## Your objective
From the data below, report how many lines contain the word "Some", giving the number and nothing else.

[[ Exercise inputs open ]]

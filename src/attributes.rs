//! Character attributes and derived combat stats

use serde::{Deserialize, Serialize};

/// Crit chance at 1000 precision.
pub const BASE_CRIT_CHANCE: f64 = 0.05;
/// Precision baseline the crit curve is anchored to.
pub const BASE_PRECISION: f64 = 1000.0;
/// Precision points per 1% crit chance.
pub const PRECISION_PER_CRIT_PERCENT: f64 = 21.0;
/// Crit damage multiplier at 0 ferocity.
pub const BASE_CRIT_DAMAGE: f64 = 1.5;
/// Ferocity points per +100% crit damage.
pub const FEROCITY_DIVISOR: f64 = 1500.0;
/// Expertise points per +100% condition duration.
pub const EXPERTISE_DIVISOR: f64 = 1500.0;
/// Concentration points per +100% boon duration.
pub const CONCENTRATION_DIVISOR: f64 = 1500.0;
/// Health per point of vitality.
pub const HEALTH_PER_VITALITY: f64 = 10.0;
/// Crit chance bonus while fury is up.
pub const FURY_CRIT_BONUS: f64 = 0.20;
/// Power and condition damage added per stack of might.
pub const MIGHT_PER_STACK: f64 = 30.0;
/// Might stack cap.
pub const MIGHT_MAX_STACKS: u32 = 25;

/// The nine gear attributes.
#[derive(Debug, Clone, Copy, PartialEq, Eq, Hash, Serialize, Deserialize)]
#[serde(rename_all = "snake_case")]
pub enum Attribute {
    Power,
    Precision,
    Ferocity,
    ConditionDamage,
    Expertise,
    Concentration,
    Toughness,
    Vitality,
    HealingPower,
}

impl Attribute {
    pub const ALL: [Attribute; 9] = [
        Attribute::Power,
        Attribute::Precision,
        Attribute::Ferocity,
        Attribute::ConditionDamage,
        Attribute::Expertise,
        Attribute::Concentration,
        Attribute::Toughness,
        Attribute::Vitality,
        Attribute::HealingPower,
    ];

    /// Parse a request-file attribute key.
    pub fn from_name(name: &str) -> Option<Attribute> {
        match name.to_lowercase().as_str() {
            "power" => Some(Attribute::Power),
            "precision" => Some(Attribute::Precision),
            "ferocity" => Some(Attribute::Ferocity),
            "condition_damage" | "condition damage" => Some(Attribute::ConditionDamage),
            "expertise" => Some(Attribute::Expertise),
            "concentration" => Some(Attribute::Concentration),
            "toughness" => Some(Attribute::Toughness),
            "vitality" => Some(Attribute::Vitality),
            "healing_power" | "healing power" => Some(Attribute::HealingPower),
            _ => None,
        }
    }
}

/// A full attribute distribution. Presets, gear contributions, and merged
/// character sheets are all the same shape.
#[derive(Debug, Clone, Copy, PartialEq, Eq, Default, Serialize, Deserialize)]
#[serde(default)]
pub struct AttributeSet {
    pub power: i32,
    pub precision: i32,
    pub ferocity: i32,
    pub condition_damage: i32,
    pub expertise: i32,
    pub concentration: i32,
    pub toughness: i32,
    pub vitality: i32,
    pub healing_power: i32,
}

impl AttributeSet {
    pub fn get(&self, attr: Attribute) -> i32 {
        match attr {
            Attribute::Power => self.power,
            Attribute::Precision => self.precision,
            Attribute::Ferocity => self.ferocity,
            Attribute::ConditionDamage => self.condition_damage,
            Attribute::Expertise => self.expertise,
            Attribute::Concentration => self.concentration,
            Attribute::Toughness => self.toughness,
            Attribute::Vitality => self.vitality,
            Attribute::HealingPower => self.healing_power,
        }
    }

    pub fn set(&mut self, attr: Attribute, value: i32) {
        match attr {
            Attribute::Power => self.power = value,
            Attribute::Precision => self.precision = value,
            Attribute::Ferocity => self.ferocity = value,
            Attribute::ConditionDamage => self.condition_damage = value,
            Attribute::Expertise => self.expertise = value,
            Attribute::Concentration => self.concentration = value,
            Attribute::Toughness => self.toughness = value,
            Attribute::Vitality => self.vitality = value,
            Attribute::HealingPower => self.healing_power = value,
        }
    }

    pub fn add(&mut self, attr: Attribute, delta: i32) {
        self.set(attr, self.get(attr) + delta);
    }

    /// Naked level-80 character: 1000 in the four core attributes.
    pub fn character_base() -> AttributeSet {
        AttributeSet {
            power: 1000,
            precision: 1000,
            toughness: 1000,
            vitality: 1000,
            ..AttributeSet::default()
        }
    }

    /// Sum of two attribute sets.
    pub fn merge(&self, other: &AttributeSet) -> AttributeSet {
        let mut out = *self;
        for attr in Attribute::ALL {
            out.add(attr, other.get(attr));
        }
        out
    }
}

/// Base health pools at level 80, before vitality.
#[derive(Debug, Clone, Copy, PartialEq, Eq, Serialize, Deserialize)]
#[serde(rename_all = "snake_case")]
pub enum ProfessionHealthTier {
    Low,
    Medium,
    High,
}

impl ProfessionHealthTier {
    pub fn base_pool(self) -> f64 {
        match self {
            ProfessionHealthTier::Low => 1645.0,
            ProfessionHealthTier::Medium => 5922.0,
            ProfessionHealthTier::High => 9212.0,
        }
    }
}

/// Stats derived from an attribute set, ready for the damage formulas.
#[derive(Debug, Clone, Copy, PartialEq)]
pub struct DerivedStats {
    pub effective_power: f64,
    pub effective_condition_damage: f64,
    pub crit_chance: f64,
    pub crit_damage: f64,
    pub condition_duration_bonus: f64,
    pub boon_duration_bonus: f64,
    pub max_health: f64,
}

/// Crit chance from precision, clamped to [0, 1]. Inputs below the baseline
/// degrade toward zero instead of erroring.
pub fn crit_chance(precision: i32, fury_active: bool) -> f64 {
    let mut chance =
        BASE_CRIT_CHANCE + (precision as f64 - BASE_PRECISION) / (PRECISION_PER_CRIT_PERCENT * 100.0);
    if fury_active {
        chance += FURY_CRIT_BONUS;
    }
    chance.clamp(0.0, 1.0)
}

/// Crit damage multiplier from ferocity.
pub fn crit_damage_multiplier(ferocity: i32) -> f64 {
    BASE_CRIT_DAMAGE + ferocity.max(0) as f64 / FEROCITY_DIVISOR
}

/// Condition duration bonus from expertise, capped at +100%.
pub fn condition_duration_bonus(expertise: i32) -> f64 {
    (expertise.max(0) as f64 / EXPERTISE_DIVISOR).min(1.0)
}

/// Boon duration bonus from concentration, capped at +100%.
pub fn boon_duration_bonus(concentration: i32) -> f64 {
    (concentration.max(0) as f64 / CONCENTRATION_DIVISOR).min(1.0)
}

/// Maximum health from the profession pool and vitality.
pub fn max_health(tier: ProfessionHealthTier, vitality: i32) -> f64 {
    tier.base_pool() + vitality.max(0) as f64 * HEALTH_PER_VITALITY
}

/// Power or condition damage gained from might, clamped at the stack cap.
pub fn might_bonus(stacks: u32) -> f64 {
    stacks.min(MIGHT_MAX_STACKS) as f64 * MIGHT_PER_STACK
}

/// Derive every combat stat from an attribute set. Might is folded directly
/// into effective power and effective condition damage here; all other buffs
/// reach the numbers through modifiers.
pub fn calculate_all_derived_stats(
    attrs: &AttributeSet,
    tier: ProfessionHealthTier,
    might_stacks: u32,
    fury_active: bool,
) -> DerivedStats {
    let might = might_bonus(might_stacks);
    DerivedStats {
        effective_power: attrs.power.max(0) as f64 + might,
        effective_condition_damage: attrs.condition_damage.max(0) as f64 + might,
        crit_chance: crit_chance(attrs.precision, fury_active),
        crit_damage: crit_damage_multiplier(attrs.ferocity),
        condition_duration_bonus: condition_duration_bonus(attrs.expertise),
        boon_duration_bonus: boon_duration_bonus(attrs.concentration),
        max_health: max_health(tier, attrs.vitality),
    }
}

#[cfg(test)]
mod tests {
    use super::*;

    fn attrs(power: i32, precision: i32) -> AttributeSet {
        AttributeSet {
            power,
            precision,
            ..AttributeSet::default()
        }
    }

    #[test]
    fn might_adds_thirty_per_stack_up_to_cap() {
        let base = attrs(1000, 1000);
        for stacks in 0..=25u32 {
            let derived =
                calculate_all_derived_stats(&base, ProfessionHealthTier::Medium, stacks, false);
            assert_eq!(derived.effective_power, 1000.0 + 30.0 * stacks as f64);
            assert_eq!(
                derived.effective_condition_damage,
                0.0 + 30.0 * stacks as f64
            );
        }
        let over = calculate_all_derived_stats(&base, ProfessionHealthTier::Medium, 40, false);
        assert_eq!(over.effective_power, 1000.0 + 30.0 * 25.0);
    }

    #[test]
    fn full_might_raises_power_and_condition_damage_to_1750() {
        let base = AttributeSet {
            power: 1000,
            condition_damage: 1000,
            ..AttributeSet::default()
        };
        let derived = calculate_all_derived_stats(&base, ProfessionHealthTier::Medium, 25, false);
        assert_eq!(derived.effective_power, 1750.0);
        assert_eq!(derived.effective_condition_damage, 1750.0);
    }

    #[test]
    fn crit_chance_is_monotone_and_capped() {
        let mut last = 0.0;
        for precision in (0..6000).step_by(100) {
            let c = crit_chance(precision, false);
            assert!(c >= last, "crit chance decreased at precision {}", precision);
            assert!(c <= 1.0);
            last = c;
        }
        assert_eq!(crit_chance(1000, false), 0.05);
        assert_eq!(crit_chance(10_000, true), 1.0);
    }

    #[test]
    fn fury_adds_twenty_percent() {
        let without = crit_chance(2000, false);
        let with = crit_chance(2000, true);
        assert!((with - without - FURY_CRIT_BONUS).abs() < 1e-12);
    }

    #[test]
    fn duration_bonuses_cap_at_one() {
        assert!((condition_duration_bonus(750) - 0.5).abs() < 1e-12);
        assert_eq!(condition_duration_bonus(3000), 1.0);
        assert_eq!(boon_duration_bonus(2000), 1.0);
    }

    #[test]
    fn health_tiers() {
        assert_eq!(max_health(ProfessionHealthTier::Low, 1000), 11_645.0);
        assert_eq!(max_health(ProfessionHealthTier::Medium, 1000), 15_922.0);
        assert_eq!(max_health(ProfessionHealthTier::High, 1000), 19_212.0);
    }

    #[test]
    fn merge_sums_every_attribute() {
        let mut a = AttributeSet::default();
        a.power = 1000;
        a.toughness = 200;
        let mut b = AttributeSet::default();
        b.power = 381;
        b.healing_power = 100;
        let merged = a.merge(&b);
        assert_eq!(merged.power, 1381);
        assert_eq!(merged.toughness, 200);
        assert_eq!(merged.healing_power, 100);
    }
}
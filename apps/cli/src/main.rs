//! vitae CLI: build a personal academic website from a bibliography,
//! a biography, and YAML lists of projects and courses.

mod commands;

use clap::Parser;
use color_eyre::eyre::Result;

use commands::Cli;

fn main() -> Result<()> {
    color_eyre::install()?;
    let cli = Cli::parse();
    commands::init_tracing(&cli);
    commands::run(cli)
}
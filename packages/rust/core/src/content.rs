//! Loading the site's content files.
//!
//! Every loader treats a missing file as empty content: a fresh site with only
//! a bibliography, or only a biography, still renders.

use std::path::Path;

use serde::de::DeserializeOwned;
use tracing::{debug, instrument};

use vitae_bibtex::BibEntry;
use vitae_shared::{Course, Projects, Result, SiteConfig, VitaeError};

/// Site identity from `config.yaml`.
pub fn load_site_config(path: &Path) -> Result<SiteConfig> {
    load_yaml(path)
}

/// Project groups from `projects.yaml`.
pub fn load_projects(path: &Path) -> Result<Projects> {
    load_yaml(path)
}

/// Course list from `teaching.yaml`.
pub fn load_courses(path: &Path) -> Result<Vec<Course>> {
    load_yaml(path)
}

/// Biography Markdown rendered to HTML.
#[instrument(skip_all, fields(path = %path.display()))]
pub fn load_bio(path: &Path) -> Result<String> {
    match read_optional(path)? {
        Some(text) => Ok(vitae_markdown::render_bio(&text)),
        None => Ok(String::new()),
    }
}

/// Parsed `vita.bib`.
#[instrument(skip_all, fields(path = %path.display()))]
pub fn load_bibliography(path: &Path) -> Result<Vec<BibEntry>> {
    if !path.exists() {
        debug!("bibliography not found, no publications");
        return Ok(Vec::new());
    }
    vitae_bibtex::parse_bibtex_file(path)
}

// ---------------------------------------------------------------------------
// Helpers
// ---------------------------------------------------------------------------

/// Deserialize a YAML file; missing files and empty documents yield `T::default()`.
fn load_yaml<T: DeserializeOwned + Default>(path: &Path) -> Result<T> {
    let Some(content) = read_optional(path)? else {
        return Ok(T::default());
    };
    if is_blank_yaml(&content) {
        return Ok(T::default());
    }

    let parsed: Option<T> = serde_yaml::from_str(&content)
        .map_err(|e| VitaeError::parse(format!("failed to parse {}: {e}", path.display())))?;
    Ok(parsed.unwrap_or_default())
}

/// Only comments, document markers, and blank lines.
fn is_blank_yaml(content: &str) -> bool {
    content.lines().all(|line| {
        let line = line.trim();
        line.is_empty() || line.starts_with('#') || line == "---" || line == "..."
    })
}

/// Read a file, or `None` when it does not exist.
fn read_optional(path: &Path) -> Result<Option<String>> {
    if !path.exists() {
        debug!(path = %path.display(), "content file not found, treating as empty");
        return Ok(None);
    }
    let content = std::fs::read_to_string(path).map_err(|e| VitaeError::io(path, e))?;
    debug!(path = %path.display(), bytes = content.len(), "read content file");
    Ok(Some(content))
}
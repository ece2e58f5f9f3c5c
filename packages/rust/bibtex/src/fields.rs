//! Field formatting for publication listings.

use crate::BibEntry;

/// Display abbreviations, indexed by month number - 1.
const MONTH_ABBREVIATIONS: [&str; 12] = [
    "Jan.", "Feb.", "Mar.", "Apr.", "May", "Jun.", "Jul.", "Aug.", "Sept.", "Oct.", "Nov.", "Dec.",
];

/// Join an author list the way a reference list reads.
///
/// `A and B and C` becomes `A, B, and C`; two authors keep their `and`.
pub fn format_authors(field: &str) -> String {
    let parts: Vec<&str> = field
        .split(" and ")
        .map(str::trim)
        .filter(|part| !part.is_empty())
        .collect();

    match parts.as_slice() {
        [] => String::new(),
        [only] => (*only).to_string(),
        [first, second] => format!("{first} and {second}"),
        [rest @ .., last] => format!("{}, and {last}", rest.join(", ")),
    }
}

/// Month number (1-12) of a BibTeX month value, or 0 when unrecognized.
///
/// Accepts numbers (`3`, `03`), three-letter macros (`mar`), `sept`, and full
/// English names, case-insensitively.
pub fn month_number(value: &str) -> u32 {
    let normalized = value.trim().to_lowercase();
    if !normalized.is_empty() && normalized.bytes().all(|b| b.is_ascii_digit()) {
        return match normalized.parse::<u32>() {
            Ok(n @ 1..=12) => n,
            _ => 0,
        };
    }

    match normalized.as_str() {
        "jan" | "january" => 1,
        "feb" | "february" => 2,
        "mar" | "march" => 3,
        "apr" | "april" => 4,
        "may" => 5,
        "jun" | "june" => 6,
        "jul" | "july" => 7,
        "aug" | "august" => 8,
        "sep" | "sept" | "september" => 9,
        "oct" | "october" => 10,
        "nov" | "november" => 11,
        "dec" | "december" => 12,
        _ => 0,
    }
}

/// Display abbreviation of a month value (`Sept.`), or `""` when unrecognized.
pub fn format_month(value: &str) -> String {
    match month_number(value) {
        0 => String::new(),
        n => MONTH_ABBREVIATIONS[n as usize - 1].to_string(),
    }
}

/// `"Mar. 2020"`, or just the year when the month is missing or unknown.
pub fn format_date(entry: &BibEntry) -> String {
    let year = entry.get_or_empty("year").trim();
    let month = format_month(entry.get_or_empty("month"));
    if !month.is_empty() && !year.is_empty() {
        format!("{month} {year}")
    } else {
        year.to_string()
    }
}

/// Numeric year for sorting: all digits of the value, or 0.
///
/// `"2020a"` sorts as 2020, `"forthcoming"` as 0.
pub fn safe_year(value: &str) -> u32 {
    let digits: String = value.chars().filter(char::is_ascii_digit).collect();
    digits.parse().unwrap_or(0)
}

/// Lowercased keywords from `keywords` (or `keyword`), split on `,` or `;`.
pub fn parse_keywords(entry: &BibEntry) -> Vec<String> {
    let raw = entry
        .first_of(&["keywords", "keyword"])
        .unwrap_or_default();
    raw.split([',', ';'])
        .map(str::trim)
        .filter(|keyword| !keyword.is_empty())
        .map(str::to_lowercase)
        .collect()
}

[[ Exercise inputs closed ]]

## Answer space
12